_Requirement_
All lines from the opening of the entries below through the line containing "out.write_all(dot.as_bytes())?;" must be output exactly as they appear, with no other lines.

***** Source material

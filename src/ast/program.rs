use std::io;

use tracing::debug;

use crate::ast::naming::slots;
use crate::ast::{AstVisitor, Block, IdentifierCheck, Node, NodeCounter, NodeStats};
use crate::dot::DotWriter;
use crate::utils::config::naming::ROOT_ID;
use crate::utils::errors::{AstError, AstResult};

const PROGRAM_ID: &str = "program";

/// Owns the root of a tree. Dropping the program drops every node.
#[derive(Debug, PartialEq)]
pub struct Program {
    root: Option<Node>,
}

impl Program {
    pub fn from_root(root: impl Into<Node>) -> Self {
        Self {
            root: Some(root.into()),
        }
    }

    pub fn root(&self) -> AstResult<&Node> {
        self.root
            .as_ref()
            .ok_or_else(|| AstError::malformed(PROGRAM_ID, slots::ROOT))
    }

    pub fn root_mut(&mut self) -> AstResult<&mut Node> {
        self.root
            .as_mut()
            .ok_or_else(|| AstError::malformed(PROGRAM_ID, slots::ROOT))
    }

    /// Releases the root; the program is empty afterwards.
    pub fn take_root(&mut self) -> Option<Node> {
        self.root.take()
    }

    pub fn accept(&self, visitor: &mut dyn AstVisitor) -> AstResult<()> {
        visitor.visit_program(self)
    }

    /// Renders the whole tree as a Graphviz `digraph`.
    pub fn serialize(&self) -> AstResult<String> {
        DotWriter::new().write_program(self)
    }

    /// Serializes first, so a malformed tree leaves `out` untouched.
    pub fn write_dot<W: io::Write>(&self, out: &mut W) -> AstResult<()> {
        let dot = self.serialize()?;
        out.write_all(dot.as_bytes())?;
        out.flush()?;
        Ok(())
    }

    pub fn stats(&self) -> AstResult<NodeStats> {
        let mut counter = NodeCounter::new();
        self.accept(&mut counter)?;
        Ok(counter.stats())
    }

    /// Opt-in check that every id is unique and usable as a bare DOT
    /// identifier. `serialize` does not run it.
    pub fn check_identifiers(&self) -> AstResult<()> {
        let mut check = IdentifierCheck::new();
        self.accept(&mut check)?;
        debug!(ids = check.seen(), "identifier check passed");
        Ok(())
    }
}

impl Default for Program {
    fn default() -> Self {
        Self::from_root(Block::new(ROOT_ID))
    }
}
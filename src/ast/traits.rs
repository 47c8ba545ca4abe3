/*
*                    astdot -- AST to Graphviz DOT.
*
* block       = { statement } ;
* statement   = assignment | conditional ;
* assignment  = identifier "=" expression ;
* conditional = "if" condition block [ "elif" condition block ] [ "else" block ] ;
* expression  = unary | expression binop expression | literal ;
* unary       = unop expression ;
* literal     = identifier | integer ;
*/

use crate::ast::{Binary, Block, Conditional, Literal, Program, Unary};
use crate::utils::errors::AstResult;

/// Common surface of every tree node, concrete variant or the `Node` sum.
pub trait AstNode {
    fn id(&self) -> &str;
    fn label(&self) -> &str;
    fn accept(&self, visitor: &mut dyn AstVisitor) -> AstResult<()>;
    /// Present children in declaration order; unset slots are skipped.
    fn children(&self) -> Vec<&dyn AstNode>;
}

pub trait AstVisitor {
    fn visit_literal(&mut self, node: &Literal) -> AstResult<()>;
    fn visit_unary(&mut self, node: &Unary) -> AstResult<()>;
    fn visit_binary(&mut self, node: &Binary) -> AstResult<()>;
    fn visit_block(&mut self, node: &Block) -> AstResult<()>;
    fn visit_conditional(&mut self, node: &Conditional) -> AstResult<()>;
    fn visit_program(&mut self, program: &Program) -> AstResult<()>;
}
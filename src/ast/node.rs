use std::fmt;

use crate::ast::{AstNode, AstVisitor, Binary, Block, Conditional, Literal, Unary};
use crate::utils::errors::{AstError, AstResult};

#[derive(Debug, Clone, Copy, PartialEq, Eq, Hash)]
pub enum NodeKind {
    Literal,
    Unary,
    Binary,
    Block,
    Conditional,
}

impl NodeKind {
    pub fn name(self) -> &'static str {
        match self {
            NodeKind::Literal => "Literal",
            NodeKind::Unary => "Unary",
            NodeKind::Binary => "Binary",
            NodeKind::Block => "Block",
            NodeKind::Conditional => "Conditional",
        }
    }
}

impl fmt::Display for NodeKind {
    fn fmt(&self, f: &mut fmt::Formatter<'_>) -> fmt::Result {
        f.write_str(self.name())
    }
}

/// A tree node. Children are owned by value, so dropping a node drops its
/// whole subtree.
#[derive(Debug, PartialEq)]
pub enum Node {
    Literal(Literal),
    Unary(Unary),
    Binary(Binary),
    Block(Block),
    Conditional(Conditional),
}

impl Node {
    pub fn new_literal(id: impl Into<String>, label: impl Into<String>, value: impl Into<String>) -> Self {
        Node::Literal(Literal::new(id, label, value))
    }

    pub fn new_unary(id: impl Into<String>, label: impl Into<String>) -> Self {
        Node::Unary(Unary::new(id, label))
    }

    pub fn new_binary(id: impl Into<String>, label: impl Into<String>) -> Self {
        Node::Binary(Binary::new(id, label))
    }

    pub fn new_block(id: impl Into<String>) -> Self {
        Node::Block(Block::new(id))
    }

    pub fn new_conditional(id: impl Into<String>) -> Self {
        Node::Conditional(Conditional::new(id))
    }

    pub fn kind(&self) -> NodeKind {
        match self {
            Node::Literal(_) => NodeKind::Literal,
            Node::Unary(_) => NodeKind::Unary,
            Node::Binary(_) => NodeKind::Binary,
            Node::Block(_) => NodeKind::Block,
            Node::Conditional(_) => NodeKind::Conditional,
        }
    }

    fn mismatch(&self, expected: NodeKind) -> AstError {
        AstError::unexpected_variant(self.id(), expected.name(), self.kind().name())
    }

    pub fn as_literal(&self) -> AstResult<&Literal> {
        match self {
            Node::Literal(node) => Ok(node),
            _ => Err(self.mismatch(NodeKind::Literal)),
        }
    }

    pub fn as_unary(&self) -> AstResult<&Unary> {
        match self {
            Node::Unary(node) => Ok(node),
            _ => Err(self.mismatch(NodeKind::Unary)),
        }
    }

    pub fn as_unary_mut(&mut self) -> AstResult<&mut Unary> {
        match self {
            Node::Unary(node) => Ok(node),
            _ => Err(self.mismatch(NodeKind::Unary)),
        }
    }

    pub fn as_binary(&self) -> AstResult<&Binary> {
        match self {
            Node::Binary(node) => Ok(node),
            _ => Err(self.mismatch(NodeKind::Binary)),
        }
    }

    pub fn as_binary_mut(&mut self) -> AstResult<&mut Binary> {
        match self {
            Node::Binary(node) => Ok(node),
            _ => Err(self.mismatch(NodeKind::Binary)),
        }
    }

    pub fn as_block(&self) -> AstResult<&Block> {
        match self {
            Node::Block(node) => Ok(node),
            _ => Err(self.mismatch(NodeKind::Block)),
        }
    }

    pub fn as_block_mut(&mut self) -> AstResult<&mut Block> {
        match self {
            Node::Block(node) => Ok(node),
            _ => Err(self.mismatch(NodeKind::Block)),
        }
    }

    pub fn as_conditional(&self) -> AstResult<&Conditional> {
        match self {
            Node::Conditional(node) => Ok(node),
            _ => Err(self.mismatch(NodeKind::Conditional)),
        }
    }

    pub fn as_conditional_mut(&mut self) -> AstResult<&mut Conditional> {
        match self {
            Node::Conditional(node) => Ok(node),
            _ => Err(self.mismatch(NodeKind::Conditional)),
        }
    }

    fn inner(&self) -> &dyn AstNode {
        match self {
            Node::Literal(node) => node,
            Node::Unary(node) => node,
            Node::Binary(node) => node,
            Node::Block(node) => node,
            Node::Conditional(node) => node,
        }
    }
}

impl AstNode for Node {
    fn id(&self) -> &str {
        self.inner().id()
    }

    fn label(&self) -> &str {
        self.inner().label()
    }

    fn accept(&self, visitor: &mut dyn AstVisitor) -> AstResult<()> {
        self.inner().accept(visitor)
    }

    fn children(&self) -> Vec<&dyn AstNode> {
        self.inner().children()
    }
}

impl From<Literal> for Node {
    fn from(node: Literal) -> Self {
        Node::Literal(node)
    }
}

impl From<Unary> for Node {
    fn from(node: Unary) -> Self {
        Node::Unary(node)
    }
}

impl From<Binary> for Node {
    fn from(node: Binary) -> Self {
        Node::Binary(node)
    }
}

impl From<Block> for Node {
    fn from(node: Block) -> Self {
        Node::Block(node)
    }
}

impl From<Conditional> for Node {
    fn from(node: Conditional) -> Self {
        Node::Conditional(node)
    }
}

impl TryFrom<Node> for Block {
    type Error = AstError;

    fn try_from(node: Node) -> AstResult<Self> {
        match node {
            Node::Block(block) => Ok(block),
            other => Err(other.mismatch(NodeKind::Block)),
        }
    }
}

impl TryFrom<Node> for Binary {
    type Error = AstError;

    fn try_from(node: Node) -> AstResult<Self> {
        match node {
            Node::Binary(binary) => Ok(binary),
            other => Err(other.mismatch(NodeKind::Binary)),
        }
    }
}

**********

_Solution below_
filename src/ast/program.rs
use std::io;

use tracing::debug;

use crate::ast::naming::slots;
use crate::ast::{AstVisitor, Block, IdentifierCheck, Node, NodeCounter, NodeStats};
use crate::dot::DotWriter;
use crate::utils::config::naming::ROOT_ID;
use crate::utils::errors::{AstError, AstResult};

const PROGRAM_ID: &str = "program";

/// Owns the root of a tree. Dropping the program drops every node.
#[derive(Debug, PartialEq)]
pub struct Program {
    root: Option<Node>,
}

impl Program {
    pub fn from_root(root: impl Into<Node>) -> Self {
        Self {
            root: Some(root.into()),
        }
    }

    pub fn root(&self) -> AstResult<&Node> {
        self.root
            .as_ref()
            .ok_or_else(|| AstError::malformed(PROGRAM_ID, slots::ROOT))
    }

    pub fn root_mut(&mut self) -> AstResult<&mut Node> {
        self.root
            .as_mut()
            .ok_or_else(|| AstError::malformed(PROGRAM_ID, slots::ROOT))
    }

    /// Releases the root; the program is empty afterwards.
    pub fn take_root(&mut self) -> Option<Node> {
        self.root.take()
    }

    pub fn accept(&self, visitor: &mut dyn AstVisitor) -> AstResult<()> {
        visitor.visit_program(self)
    }

    /// Renders the whole tree as a Graphviz `digraph`.
    pub fn serialize(&self) -> AstResult<String> {
        DotWriter::new().write_program(self)
    }

    /// Serializes first, so a malformed tree leaves `out` untouched.
    pub fn write_dot<W: io::Write>(&self, out: &mut W) -> AstResult<()> {
        let dot = self.serialize()?;
        out.write_all(dot.as_bytes())?;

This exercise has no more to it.